After an argument with Hubby on Friday, in which I explicitly detailed *my* list of to-dos and compared it with *his* list, I think he finally gets what I've been telling him for weeks now: I'm fucking overwhelmed! While his comment that, "I've never seen you so overwhelmed??" made me want to rip his head off, I pointed out the obvious---I never HAVE been so overwhelmed. This is my first go around with three kids, a dissertation, and an international relocation. Some nights, I've stayed awake until 3:00 a.m. thinking about all the various plans and backup plans we need to have for random issues (travelling in the airports, vehicle arrangements in Qatar, teaching schedules, etc.). While I was in for my full medical exam on Friday, I talked to my doctor (the family physician) about the anxiety and insomnia, and for the first time in my life, I'm on anti-anxiety medication. I'm embarrassed about it, and I don't like needing medication to help me cope with my life, but things have reached a point where I had to do something. It's a mild sedative, which I'll only take in the evenings and only as needed in the lowest dose. In addition, Hubby and I have now worked out a division of at-home care with Amelia, which begins tomorrow. I'll work at the office on M/W, he'll work T/Th, and we'll split Friday in half. This comes after he met with his committee and they told him there are more revisions they'd like to see, and he won't be able to defend this week as he'd originally planned. They don't want anything extensive, just nit-picky things. He's confident he can finish the revisions before we leave in July, and then he'll defend in September via video conference.

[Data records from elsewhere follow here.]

use std::fmt::{Display, Formatter};

use crate::quantity::cost::Cost;

quantity!(Miles, via: Decimal, unit: "mi");

quantity!(
    /// Dollars per mile driven from the shop.
    MileageRate, via: Decimal, unit: "$/mi"
);

implement_mul!(Miles, MileageRate, Cost);

impl Display for Miles {
    fn fmt(&self, f: &mut Formatter<'_>) -> std::fmt::Result {
        write!(f, "{} mi", self.0.normalize())
    }
}

impl Display for MileageRate {
    fn fmt(&self, f: &mut Formatter<'_>) -> std::fmt::Result {
        write!(f, "{}/mi", Cost(self.0))
    }
}
//! Command implementations

pub mod config;
pub mod create;
pub mod version;
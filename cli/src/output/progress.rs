//! Progress indicators using indicatif

#![allow(clippy::expect_used)] // Templates are compile-time constants

use std::time::Duration;

use indicatif::{ProgressBar, ProgressDrawTarget, ProgressStyle};

/// Create a stderr spinner for indeterminate progress.
///
/// # Panics
///
/// Panics if the spinner template string is invalid (it is a compile-time constant and will not panic).
#[must_use]
pub fn spinner(msg: &str) -> ProgressBar {
    let pb = ProgressBar::with_draw_target(None, ProgressDrawTarget::stderr());
    pb.set_style(
        ProgressStyle::default_spinner()
            .tick_strings(&["⠋", "⠙", "⠹", "⠸", "⠼", "⠴", "⠦", "⠧", "⠇", "⠏", "✓"])
            .template("  {spinner:.cyan} {msg} {elapsed:.dim}")
            .expect("valid template"),
    );
    pb.set_message(msg.to_string());
    pb.enable_steady_tick(Duration::from_millis(80));
    pb
}

/// Finish a spinner with a checkmark on the left.
pub fn finish_ok(pb: &ProgressBar, msg: &str) {
    pb.set_style(
        ProgressStyle::default_spinner()
            .template("  {prefix:.green} {msg}")
            .expect("valid template"),
    );
    pb.set_prefix("✓");
    pb.finish_with_message(msg.to_string());
}

/// Finish a spinner with a cross on the left.
pub fn finish_error(pb: &ProgressBar, msg: &str) {
    pb.set_style(
        ProgressStyle::default_spinner()
            .template("  {prefix:.red} {msg}")
            .expect("valid template"),
    );
    pb.set_prefix("✗");
    pb.finish_with_message(msg.to_string());
}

Between the medication and getting some time in at the office, I think things will improve. My goal is to use my office days to work on course prep for the fall and use my at-home days to box things up for storage and garage sale. I'm hoping that if I can have those two categories of boxes completely taken care of, this will make it easier to relax and know that the moving company can handle all the other stuff we're taking with us. Part of my stress has come from simply looking around my house and seeing all our stuff everywhere. I don't feel *ready* to move with all my things still in their place, so then I start feeling anxious and unprepared. I can much more easily tolerate looking at boxes in the garage or stacked neatly in a corner than I can handle the stress of feeling like nothing has been done.

For now, I've gotta make use of the little time I have while the baby is asleep.....check that, she's awake now...didn't even make it 20 minutes.